**Exercise goal**
Copy exactly, please, the lines of the data from its start through the line containing "if failures >= max_failures".
┄┄┄┄┄┄
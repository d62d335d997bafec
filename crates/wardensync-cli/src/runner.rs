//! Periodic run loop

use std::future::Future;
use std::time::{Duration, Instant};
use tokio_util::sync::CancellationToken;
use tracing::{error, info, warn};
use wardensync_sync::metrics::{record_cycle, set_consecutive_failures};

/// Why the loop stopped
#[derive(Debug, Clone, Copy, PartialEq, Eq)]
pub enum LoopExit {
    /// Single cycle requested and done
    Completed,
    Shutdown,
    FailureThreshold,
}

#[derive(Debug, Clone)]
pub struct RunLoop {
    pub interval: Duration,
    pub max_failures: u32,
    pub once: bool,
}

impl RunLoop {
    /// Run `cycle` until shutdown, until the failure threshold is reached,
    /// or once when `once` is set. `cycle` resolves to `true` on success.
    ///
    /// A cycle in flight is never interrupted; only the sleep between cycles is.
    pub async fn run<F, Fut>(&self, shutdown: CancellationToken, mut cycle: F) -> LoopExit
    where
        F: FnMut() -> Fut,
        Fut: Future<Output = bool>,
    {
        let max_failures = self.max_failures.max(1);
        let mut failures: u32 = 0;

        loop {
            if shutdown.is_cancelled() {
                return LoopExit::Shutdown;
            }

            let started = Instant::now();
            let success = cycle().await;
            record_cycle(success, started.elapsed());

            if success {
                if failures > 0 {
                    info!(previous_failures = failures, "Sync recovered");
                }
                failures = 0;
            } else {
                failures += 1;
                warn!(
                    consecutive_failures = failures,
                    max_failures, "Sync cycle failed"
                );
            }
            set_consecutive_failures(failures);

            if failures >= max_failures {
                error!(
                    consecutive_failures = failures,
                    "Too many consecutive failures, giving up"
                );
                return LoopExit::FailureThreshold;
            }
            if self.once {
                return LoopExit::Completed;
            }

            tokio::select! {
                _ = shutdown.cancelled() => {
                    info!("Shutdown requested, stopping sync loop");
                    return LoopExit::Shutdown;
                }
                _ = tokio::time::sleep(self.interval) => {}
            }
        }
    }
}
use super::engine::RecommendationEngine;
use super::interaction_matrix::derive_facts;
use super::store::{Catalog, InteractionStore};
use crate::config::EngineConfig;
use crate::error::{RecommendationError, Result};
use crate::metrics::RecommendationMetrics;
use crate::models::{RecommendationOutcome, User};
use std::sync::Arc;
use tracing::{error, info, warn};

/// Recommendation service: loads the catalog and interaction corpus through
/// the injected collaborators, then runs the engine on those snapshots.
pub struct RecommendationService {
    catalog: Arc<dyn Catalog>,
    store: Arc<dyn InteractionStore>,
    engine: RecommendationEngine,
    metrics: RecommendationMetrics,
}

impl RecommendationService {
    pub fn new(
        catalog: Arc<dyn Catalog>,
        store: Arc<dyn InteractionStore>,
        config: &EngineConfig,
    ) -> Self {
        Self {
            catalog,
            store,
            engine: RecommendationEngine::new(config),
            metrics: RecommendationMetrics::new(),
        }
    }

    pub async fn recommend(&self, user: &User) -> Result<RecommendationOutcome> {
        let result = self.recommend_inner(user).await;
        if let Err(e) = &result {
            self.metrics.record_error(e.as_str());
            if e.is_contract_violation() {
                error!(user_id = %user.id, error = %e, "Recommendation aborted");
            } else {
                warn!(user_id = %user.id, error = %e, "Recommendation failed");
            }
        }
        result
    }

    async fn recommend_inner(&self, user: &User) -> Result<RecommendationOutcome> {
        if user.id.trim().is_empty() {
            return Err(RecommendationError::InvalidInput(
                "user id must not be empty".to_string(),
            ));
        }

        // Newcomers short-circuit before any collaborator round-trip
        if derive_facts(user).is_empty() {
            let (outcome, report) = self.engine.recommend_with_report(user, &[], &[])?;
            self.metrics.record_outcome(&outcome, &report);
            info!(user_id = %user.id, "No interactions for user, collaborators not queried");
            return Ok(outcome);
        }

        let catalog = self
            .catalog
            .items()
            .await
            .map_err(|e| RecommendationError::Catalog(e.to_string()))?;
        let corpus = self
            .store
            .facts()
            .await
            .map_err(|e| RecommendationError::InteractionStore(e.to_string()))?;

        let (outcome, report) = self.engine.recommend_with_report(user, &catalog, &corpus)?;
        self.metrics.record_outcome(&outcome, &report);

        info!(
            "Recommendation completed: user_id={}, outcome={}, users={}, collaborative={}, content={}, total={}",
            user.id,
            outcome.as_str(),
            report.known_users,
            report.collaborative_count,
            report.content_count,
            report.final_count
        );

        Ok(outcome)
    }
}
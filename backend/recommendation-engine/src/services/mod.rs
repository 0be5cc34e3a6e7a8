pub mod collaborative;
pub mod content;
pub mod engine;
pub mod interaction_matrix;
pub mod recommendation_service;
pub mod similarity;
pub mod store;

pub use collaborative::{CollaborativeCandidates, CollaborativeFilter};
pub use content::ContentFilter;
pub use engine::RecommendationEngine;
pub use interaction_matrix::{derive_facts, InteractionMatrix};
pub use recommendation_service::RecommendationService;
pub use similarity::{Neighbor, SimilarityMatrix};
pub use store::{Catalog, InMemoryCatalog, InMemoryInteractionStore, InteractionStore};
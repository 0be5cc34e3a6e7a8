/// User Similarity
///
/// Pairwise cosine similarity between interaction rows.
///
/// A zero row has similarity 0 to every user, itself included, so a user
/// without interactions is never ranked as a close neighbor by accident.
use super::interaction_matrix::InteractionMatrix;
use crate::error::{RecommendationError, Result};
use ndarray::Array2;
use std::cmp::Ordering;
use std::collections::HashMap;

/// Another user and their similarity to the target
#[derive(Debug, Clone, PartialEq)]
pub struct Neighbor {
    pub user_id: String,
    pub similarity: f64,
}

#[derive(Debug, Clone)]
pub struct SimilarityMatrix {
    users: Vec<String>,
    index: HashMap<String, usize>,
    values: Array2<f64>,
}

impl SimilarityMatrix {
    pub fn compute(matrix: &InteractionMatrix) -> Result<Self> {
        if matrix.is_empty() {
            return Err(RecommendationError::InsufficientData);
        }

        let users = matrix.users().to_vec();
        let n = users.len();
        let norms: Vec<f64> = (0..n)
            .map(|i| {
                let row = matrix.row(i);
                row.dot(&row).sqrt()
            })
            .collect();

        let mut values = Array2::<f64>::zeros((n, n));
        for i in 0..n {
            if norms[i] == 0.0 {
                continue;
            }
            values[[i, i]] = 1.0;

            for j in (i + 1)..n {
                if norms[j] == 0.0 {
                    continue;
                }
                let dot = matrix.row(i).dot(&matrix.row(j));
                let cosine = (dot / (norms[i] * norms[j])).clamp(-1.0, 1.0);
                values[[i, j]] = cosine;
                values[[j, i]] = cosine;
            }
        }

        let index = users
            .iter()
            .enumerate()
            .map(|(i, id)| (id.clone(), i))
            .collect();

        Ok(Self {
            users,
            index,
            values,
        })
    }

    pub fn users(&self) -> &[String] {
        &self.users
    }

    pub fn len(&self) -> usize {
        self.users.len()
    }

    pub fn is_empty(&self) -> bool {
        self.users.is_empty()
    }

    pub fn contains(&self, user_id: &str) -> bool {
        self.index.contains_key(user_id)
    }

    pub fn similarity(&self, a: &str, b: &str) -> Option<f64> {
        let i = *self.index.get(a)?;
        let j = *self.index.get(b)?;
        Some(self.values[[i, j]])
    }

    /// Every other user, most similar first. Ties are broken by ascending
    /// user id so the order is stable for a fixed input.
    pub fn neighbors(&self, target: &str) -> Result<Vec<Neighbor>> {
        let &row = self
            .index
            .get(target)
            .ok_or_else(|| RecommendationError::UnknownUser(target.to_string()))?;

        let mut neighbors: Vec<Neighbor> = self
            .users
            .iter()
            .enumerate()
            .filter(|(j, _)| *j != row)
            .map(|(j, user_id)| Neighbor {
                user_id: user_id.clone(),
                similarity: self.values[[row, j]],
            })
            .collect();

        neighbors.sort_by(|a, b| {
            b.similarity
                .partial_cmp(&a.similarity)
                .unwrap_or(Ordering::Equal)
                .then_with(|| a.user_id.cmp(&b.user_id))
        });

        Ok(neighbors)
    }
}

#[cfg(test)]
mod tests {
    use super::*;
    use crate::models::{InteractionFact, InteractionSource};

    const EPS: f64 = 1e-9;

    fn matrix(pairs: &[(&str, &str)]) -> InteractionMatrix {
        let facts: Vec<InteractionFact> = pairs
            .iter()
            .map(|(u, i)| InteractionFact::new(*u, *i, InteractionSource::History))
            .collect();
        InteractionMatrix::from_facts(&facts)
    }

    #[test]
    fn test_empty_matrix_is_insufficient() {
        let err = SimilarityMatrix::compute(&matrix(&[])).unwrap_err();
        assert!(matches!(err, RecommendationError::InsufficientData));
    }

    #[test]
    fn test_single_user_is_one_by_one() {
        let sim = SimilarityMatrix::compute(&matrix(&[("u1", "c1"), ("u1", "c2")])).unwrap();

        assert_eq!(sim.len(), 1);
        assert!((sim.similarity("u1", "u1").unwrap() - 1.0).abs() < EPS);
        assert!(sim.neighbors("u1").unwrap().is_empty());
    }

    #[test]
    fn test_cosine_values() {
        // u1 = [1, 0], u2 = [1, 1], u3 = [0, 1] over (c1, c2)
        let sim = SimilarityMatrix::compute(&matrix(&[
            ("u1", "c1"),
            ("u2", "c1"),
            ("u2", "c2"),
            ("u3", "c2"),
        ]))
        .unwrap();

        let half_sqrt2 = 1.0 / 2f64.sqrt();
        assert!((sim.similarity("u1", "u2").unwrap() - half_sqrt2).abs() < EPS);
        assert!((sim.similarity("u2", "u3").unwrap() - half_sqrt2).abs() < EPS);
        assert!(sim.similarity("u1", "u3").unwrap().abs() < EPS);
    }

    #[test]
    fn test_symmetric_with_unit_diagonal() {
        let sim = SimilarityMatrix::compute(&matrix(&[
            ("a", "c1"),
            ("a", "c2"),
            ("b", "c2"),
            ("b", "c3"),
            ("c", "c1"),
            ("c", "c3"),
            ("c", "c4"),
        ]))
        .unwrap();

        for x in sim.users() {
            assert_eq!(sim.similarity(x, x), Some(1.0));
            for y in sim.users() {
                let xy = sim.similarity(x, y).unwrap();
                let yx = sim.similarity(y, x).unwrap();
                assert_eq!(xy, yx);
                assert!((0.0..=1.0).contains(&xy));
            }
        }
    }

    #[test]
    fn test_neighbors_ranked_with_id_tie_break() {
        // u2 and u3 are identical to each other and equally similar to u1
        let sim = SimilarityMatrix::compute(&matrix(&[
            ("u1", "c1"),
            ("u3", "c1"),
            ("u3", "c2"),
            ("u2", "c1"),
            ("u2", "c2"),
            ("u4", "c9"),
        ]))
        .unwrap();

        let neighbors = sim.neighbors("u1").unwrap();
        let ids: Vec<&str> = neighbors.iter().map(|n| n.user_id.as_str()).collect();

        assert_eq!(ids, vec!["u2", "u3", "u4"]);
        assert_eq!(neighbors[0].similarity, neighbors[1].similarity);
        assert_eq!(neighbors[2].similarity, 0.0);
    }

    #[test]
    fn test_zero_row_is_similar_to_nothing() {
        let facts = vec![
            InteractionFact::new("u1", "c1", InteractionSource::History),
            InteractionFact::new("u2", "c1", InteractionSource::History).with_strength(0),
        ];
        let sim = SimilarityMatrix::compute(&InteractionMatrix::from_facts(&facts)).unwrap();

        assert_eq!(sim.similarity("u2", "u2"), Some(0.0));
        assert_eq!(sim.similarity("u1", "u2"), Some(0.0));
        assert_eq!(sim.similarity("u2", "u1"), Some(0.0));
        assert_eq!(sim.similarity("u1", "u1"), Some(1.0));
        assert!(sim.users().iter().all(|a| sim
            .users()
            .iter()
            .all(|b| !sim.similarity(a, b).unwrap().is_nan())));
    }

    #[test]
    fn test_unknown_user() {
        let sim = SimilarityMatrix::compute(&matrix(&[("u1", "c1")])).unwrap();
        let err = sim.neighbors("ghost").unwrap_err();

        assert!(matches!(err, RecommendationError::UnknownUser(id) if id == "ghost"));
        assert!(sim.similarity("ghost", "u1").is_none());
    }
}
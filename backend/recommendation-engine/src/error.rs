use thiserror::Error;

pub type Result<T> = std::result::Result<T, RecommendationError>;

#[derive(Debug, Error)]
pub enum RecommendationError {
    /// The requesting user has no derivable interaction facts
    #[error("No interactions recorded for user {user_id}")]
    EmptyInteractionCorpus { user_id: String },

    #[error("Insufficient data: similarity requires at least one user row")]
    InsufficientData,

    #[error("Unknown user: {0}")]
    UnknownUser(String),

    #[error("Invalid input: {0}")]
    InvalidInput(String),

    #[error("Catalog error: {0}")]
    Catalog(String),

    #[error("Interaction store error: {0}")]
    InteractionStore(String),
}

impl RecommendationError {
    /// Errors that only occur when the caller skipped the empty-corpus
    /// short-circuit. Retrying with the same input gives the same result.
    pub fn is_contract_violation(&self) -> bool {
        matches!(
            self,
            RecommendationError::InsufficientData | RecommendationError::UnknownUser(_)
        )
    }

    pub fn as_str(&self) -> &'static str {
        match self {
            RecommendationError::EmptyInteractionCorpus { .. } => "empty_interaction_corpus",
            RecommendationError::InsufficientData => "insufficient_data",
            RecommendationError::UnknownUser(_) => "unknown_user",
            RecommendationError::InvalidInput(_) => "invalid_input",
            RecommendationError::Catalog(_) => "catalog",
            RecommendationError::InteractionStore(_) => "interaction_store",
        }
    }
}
┄┄┄┄┄┄
**Written response**
repository d62d335d997bafec
filename crates/wardensync-cli/src/runner.rs
//! Periodic run loop

use std::future::Future;
use std::time::{Duration, Instant};
use tokio_util::sync::CancellationToken;
use tracing::{error, info, warn};
use wardensync_sync::metrics::{record_cycle, set_consecutive_failures};

/// Why the loop stopped
#[derive(Debug, Clone, Copy, PartialEq, Eq)]
pub enum LoopExit {
    /// Single cycle requested and done
    Completed,
    Shutdown,
    FailureThreshold,
}

#[derive(Debug, Clone)]
pub struct RunLoop {
    pub interval: Duration,
    pub max_failures: u32,
    pub once: bool,
}

impl RunLoop {
    /// Run `cycle` until shutdown, until the failure threshold is reached,
    /// or once when `once` is set. `cycle` resolves to `true` on success.
    ///
    /// A cycle in flight is never interrupted; only the sleep between cycles is.
    pub async fn run<F, Fut>(&self, shutdown: CancellationToken, mut cycle: F) -> LoopExit
    where
        F: FnMut() -> Fut,
        Fut: Future<Output = bool>,
    {
        let max_failures = self.max_failures.max(1);
        let mut failures: u32 = 0;

        loop {
            if shutdown.is_cancelled() {
                return LoopExit::Shutdown;
            }

            let started = Instant::now();
            let success = cycle().await;
            record_cycle(success, started.elapsed());

            if success {
                if failures > 0 {
                    info!(previous_failures = failures, "Sync recovered");
                }
                failures = 0;
            } else {
                failures += 1;
                warn!(
                    consecutive_failures = failures,
                    max_failures, "Sync cycle failed"
                );
            }
            set_consecutive_failures(failures);

            if failures >= max_failures {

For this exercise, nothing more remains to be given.